■ Required work ■
Your answer should be the exact lines of the data below from the one containing "let mut rows = String::new();" through the one containing "sans-serif; margin: 2rem;"; please include nothing else.

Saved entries
——————

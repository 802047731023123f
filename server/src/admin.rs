//! HTML rendering for the admin page.

use keygate_activation::Bindings;
use std::fmt::Write;

/// Renders all bindings as a table with one delete form per row.
pub fn render_admin_page(bindings: &Bindings) -> String {
    let mut rows = String::new();
    for (key, identifier) in bindings {
        let _ = write!(
            rows,
            r#"
      <tr>
        <td><code>{key}</code></td>
        <td><code>{identifier}</code></td>
        <td>
          <form method="post" action="/remove_key/{action}" onsubmit="return removeKey(this);">
            <button type="submit">Delete</button>
          </form>
        </td>
      </tr>"#,
            key = escape_html(key),
            identifier = escape_html(identifier),
            action = escape_html(&urlencoding::encode(key)),
        );
    }

    if bindings.is_empty() {
        rows.push_str(
            r#"
      <tr><td colspan="3"><em>No keys have been activated.</em></td></tr>"#,
        );
    }

    format!(
        r#"<!DOCTYPE html>
<html>
<head>
  <meta charset="utf-8">
  <title>Keygate Admin</title>
  <style>
    body {{ font-family: sans-serif; margin: 2rem; }}
    table {{ border-collapse: collapse; }}
    th, td {{ border: 1px solid #ccc; padding: 0.4rem 0.8rem; text-align: left; }}
  </style>
  <script>
    function removeKey(form) {{
      fetch(form.action, {{ method: "POST" }}).then(function () {{ location.reload(); }});
      return false;
    }}
  </script>
</head>
<body>
  <h1>Activated Keys</h1>
  <p>{count} binding(s)</p>
  <table>
    <thead>
      <tr><th>Key</th><th>UUID</th><th></th></tr>
    </thead>
    <tbody>{rows}
    </tbody>
  </table>
</body>
</html>
"#,
        count = bindings.len(),
    )
}

fn escape_html(raw: &str) -> String {
    let mut out = String::with_capacity(raw.len());
    for c in raw.chars() {
        match c {
            '&' => out.push_str("&amp;"),
            '<' => out.push_str("&lt;"),
            '>' => out.push_str("&gt;"),
            '"' => out.push_str("&quot;"),
            '\'' => out.push_str("&#39;"),
            _ => out.push(c),
        }
    }
    out
}
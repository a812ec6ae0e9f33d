pub mod ledger;
pub mod transaction;
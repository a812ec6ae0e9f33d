use anyhow::{anyhow, Result};
use clap::Args;
use ledger_client::config::ClientConfig;
use tracing::trace;

use crate::utils;

#[derive(Debug, Args)]
pub struct ProductsArgs {}

impl ProductsArgs {
    pub async fn run(self, config: &ClientConfig) -> Result<()> {
        trace!(args = ?self);

        let session = utils::connect(config).await?;

        // A failed read must not print as an empty ledger.
        let products = session.sync().await.map_err(|e| anyhow!(e.user_message()))?;
        utils::print_products(&products);
        Ok(())
    }
}
use anyhow::{anyhow, Result};
use clap::Args;
use colored::Colorize;
use ledger_client::config::ClientConfig;
use tracing::trace;

use crate::utils;

#[derive(Debug, Args)]
pub struct SupplierArgs {
    #[arg(help = "Address the supplier registered from. Defaults to the active account.")]
    pub address: Option<String>,
}

impl SupplierArgs {
    pub async fn run(self, config: &ClientConfig) -> Result<()> {
        trace!(args = ?self);

        let session = utils::connect(config).await?;
        let address = match self.address {
            Some(address) => address,
            None => session
                .active_account()
                .map(|a| a.to_checksum(None))
                .ok_or_else(|| anyhow!("No accounts available"))?,
        };

        let supplier = session.supplier(&address).await.map_err(|e| anyhow!(e.user_message()))?;

        if !supplier.is_registered {
            println!("{} is not a registered supplier.", address.cyan());
            return Ok(());
        }

        println!("{}", supplier.name.bold());
        println!("    location {}", supplier.location);
        println!("    contact  {}", supplier.contact);
        Ok(())
    }
}
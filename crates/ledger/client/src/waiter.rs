use std::future::Future;
use std::pin::Pin;
use std::task::{Context, Poll};
use std::time::Duration;

use alloy_primitives::TxHash;
use alloy_rpc_types_eth::TransactionReceipt;
use alloy_transport::{TransportError, TransportResult};
use futures::FutureExt;
use tokio::time::{Instant, Interval};

use crate::provider::LedgerProvider;

#[derive(Debug, thiserror::Error)]
pub enum TransactionWaitingError {
    #[error("request timed out")]
    Timeout,
    #[error("transaction {0} reverted")]
    Reverted(TxHash),
    #[error(transparent)]
    Provider(#[from] TransportError),
}

type ReceiptFuture<'a> =
    Pin<Box<dyn Future<Output = TransportResult<Option<TransactionReceipt>>> + Send + 'a>>;

/// A type that waits for a transaction to be included. The receipt is polled every `interval`
/// until one is returned or `timeout` elapses. A receipt with a failed status is reported as
/// [`TransactionWaitingError::Reverted`].
///
/// # Arguments
///
/// * `tx_hash` - The hash of the transaction to wait for.
/// * `interval` - Poll the receipt every `interval`. Defaults to 200 milliseconds.
/// * `timeout` - The maximum amount of time to wait for the receipt. Defaults to 60 seconds.
/// * `provider` - The provider to use for polling the receipt.
///
/// # Examples
///
/// ```ignore
/// let provider = HttpProvider::new("http://127.0.0.1:7545".parse()?);
/// let receipt = TransactionWaiter::new(tx_hash, &provider).await?;
/// ```
pub struct TransactionWaiter<'a> {
    tx_hash: TxHash,
    interval: Interval,
    timeout: Duration,
    started_at: Instant,
    provider: &'a dyn LedgerProvider,
    /// The future that gets the transaction receipt.
    future: Option<ReceiptFuture<'a>>,
}

impl<'a> TransactionWaiter<'a> {
    const DEFAULT_TIMEOUT: Duration = Duration::from_secs(60);
    const DEFAULT_INTERVAL: Duration = Duration::from_millis(200);

    pub fn new(tx_hash: TxHash, provider: &'a dyn LedgerProvider) -> Self {
        Self {
            tx_hash,
            provider,
            future: None,
            timeout: Self::DEFAULT_TIMEOUT,
            started_at: Instant::now(),
            interval: tokio::time::interval_at(
                Instant::now() + Self::DEFAULT_INTERVAL,
                Self::DEFAULT_INTERVAL,
            ),
        }
    }

    pub fn with_interval(mut self, milisecond: u64) -> Self {
        let interval = Duration::from_millis(milisecond);
        self.interval = tokio::time::interval_at(Instant::now() + interval, interval);
        self
    }

    pub fn with_timeout(mut self, timeout: Duration) -> Self {
        self.timeout = timeout;
        self
    }
}

impl<'a> Future for TransactionWaiter<'a> {
    type Output = Result<TransactionReceipt, TransactionWaitingError>;

    fn poll(self: Pin<&mut Self>, cx: &mut Context<'_>) -> Poll<Self::Output> {
        let this = self.get_mut();

        loop {
            if this.started_at.elapsed() > this.timeout {
                return Poll::Ready(Err(TransactionWaitingError::Timeout));
            }

            if let Some(mut flush) = this.future.take() {
                match flush.poll_unpin(cx) {
                    Poll::Ready(Ok(Some(receipt))) => {
                        if receipt.status() {
                            return Poll::Ready(Ok(receipt));
                        }
                        return Poll::Ready(Err(TransactionWaitingError::Reverted(this.tx_hash)));
                    }

                    // still pending
                    Poll::Ready(Ok(None)) => {}

                    Poll::Ready(Err(e)) => {
                        return Poll::Ready(Err(TransactionWaitingError::Provider(e)));
                    }

                    Poll::Pending => {
                        this.future = Some(flush);
                        return Poll::Pending;
                    }
                }
            }

            if this.interval.poll_tick(cx).is_ready() {
                this.future = Some(this.provider.transaction_receipt(this.tx_hash));
            } else {
                break;
            }
        }

        Poll::Pending
    }
}

#[cfg(test)]
mod tests {
    use assert_matches::assert_matches;

    use super::*;
    use crate::test_utils::{receipt, MockProvider, RecordedCall};

    const HASH: TxHash = TxHash::repeat_byte(0xab);

    #[tokio::test(start_paused = true)]
    async fn resolves_once_receipt_is_available() {
        let provider = MockProvider::new(5777);
        provider.set_receipt_after(HASH, receipt(HASH, true), 3);

        let receipt = TransactionWaiter::new(HASH, &provider).await.unwrap();

        assert_eq!(receipt.transaction_hash, HASH);
        let polls = provider.calls().into_iter().filter(|c| *c == RecordedCall::Receipt(HASH));
        assert_eq!(polls.count(), 3);
    }

    #[tokio::test(start_paused = true)]
    async fn reverted_receipt_is_an_error() {
        let provider = MockProvider::new(5777);
        provider.set_receipt_after(HASH, receipt(HASH, false), 1);

        let err = TransactionWaiter::new(HASH, &provider).await.unwrap_err();
        assert_matches!(err, TransactionWaitingError::Reverted(hash) if hash == HASH);
    }

    #[tokio::test(start_paused = true)]
    async fn times_out_without_receipt() {
        let provider = MockProvider::new(5777);

        let err = TransactionWaiter::new(HASH, &provider)
            .with_interval(500)
            .with_timeout(Duration::from_secs(2))
            .await
            .unwrap_err();

        assert_matches!(err, TransactionWaitingError::Timeout);
    }
}
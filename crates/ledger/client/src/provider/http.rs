use alloy_primitives::{Address, Bytes, TxHash, TxKind};
use alloy_provider::{Provider, ProviderBuilder, RootProvider};
use alloy_rpc_types_eth::{TransactionInput, TransactionReceipt, TransactionRequest};
use alloy_transport::{BoxTransport, TransportErrorKind, TransportResult};
use async_trait::async_trait;
use serde_json::Value;
use tracing::trace;
use url::Url;

use super::{LedgerProvider, LOG_TARGET};

/// A [`LedgerProvider`] speaking JSON-RPC over HTTP.
#[derive(Debug, Clone)]
pub struct HttpProvider {
    url: Url,
    inner: RootProvider<BoxTransport>,
}

impl HttpProvider {
    pub fn new(url: Url) -> Self {
        let inner = ProviderBuilder::new().on_http(url.clone()).boxed();
        Self { url, inner }
    }

    pub fn url(&self) -> &Url {
        &self.url
    }
}

#[async_trait]
impl LedgerProvider for HttpProvider {
    async fn network_id(&self) -> TransportResult<u64> {
        let value: Value = self.inner.raw_request("net_version".into(), ()).await?;
        trace!(target: LOG_TARGET, url = %self.url, %value, "Fetched network id.");
        parse_network_id(&value)
    }

    async fn accounts(&self) -> TransportResult<Vec<Address>> {
        self.inner.get_accounts().await
    }

    async fn request_accounts(&self) -> TransportResult<Vec<Address>> {
        self.inner.raw_request("eth_requestAccounts".into(), ()).await
    }

    async fn code_at(&self, address: Address) -> TransportResult<Bytes> {
        self.inner.get_code_at(address).await
    }

    async fn call(&self, to: Address, input: Bytes) -> TransportResult<Bytes> {
        let tx = TransactionRequest {
            to: Some(TxKind::Call(to)),
            input: TransactionInput::new(input),
            ..Default::default()
        };
        self.inner.call(&tx).await
    }

    async fn send_transaction(
        &self,
        from: Address,
        to: Address,
        input: Bytes,
    ) -> TransportResult<TxHash> {
        let tx = TransactionRequest {
            from: Some(from),
            to: Some(TxKind::Call(to)),
            input: TransactionInput::new(input),
            ..Default::default()
        };
        let pending = self.inner.send_transaction(tx).await?;
        Ok(*pending.tx_hash())
    }

    async fn transaction_receipt(
        &self,
        hash: TxHash,
    ) -> TransportResult<Option<TransactionReceipt>> {
        self.inner.get_transaction_receipt(hash).await
    }

    async fn block_number(&self) -> TransportResult<u64> {
        self.inner.get_block_number().await
    }

    async fn is_listening(&self) -> TransportResult<bool> {
        self.inner.raw_request("net_listening".into(), ()).await
    }
}

/// `net_version` is specified as a decimal string but some nodes answer with a number.
fn parse_network_id(value: &Value) -> TransportResult<u64> {
    let id = match value {
        Value::String(s) => s.parse::<u64>().ok(),
        Value::Number(n) => n.as_u64(),
        _ => None,
    };

    id.ok_or_else(|| TransportErrorKind::custom_str(&format!("invalid network id: {value}")))
}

——————

■ Answer ■
    let mut rows = String::new();
    for (key, identifier) in bindings {
        let _ = write!(
            rows,
            r#"
      <tr>
        <td><code>{key}</code></td>
        <td><code>{identifier}</code></td>
        <td>
          <form method="post" action="/remove_key/{action}" onsubmit="return removeKey(this);">
            <button type="submit">Delete</button>
          </form>
        </td>
      </tr>"#,
            key = escape_html(key),
            identifier = escape_html(identifier),
            action = escape_html(&urlencoding::encode(key)),
        );
    }

    if bindings.is_empty() {
        rows.push_str(
            r#"
      <tr><td colspan="3"><em>No keys have been activated.</em></td></tr>"#,
        );
    }

    format!(
        r#"<!DOCTYPE html>
<html>
<head>
  <meta charset="utf-8">
  <title>Keygate Admin</title>
  <style>
    body {{ font-family: sans-serif; margin: 2rem; }}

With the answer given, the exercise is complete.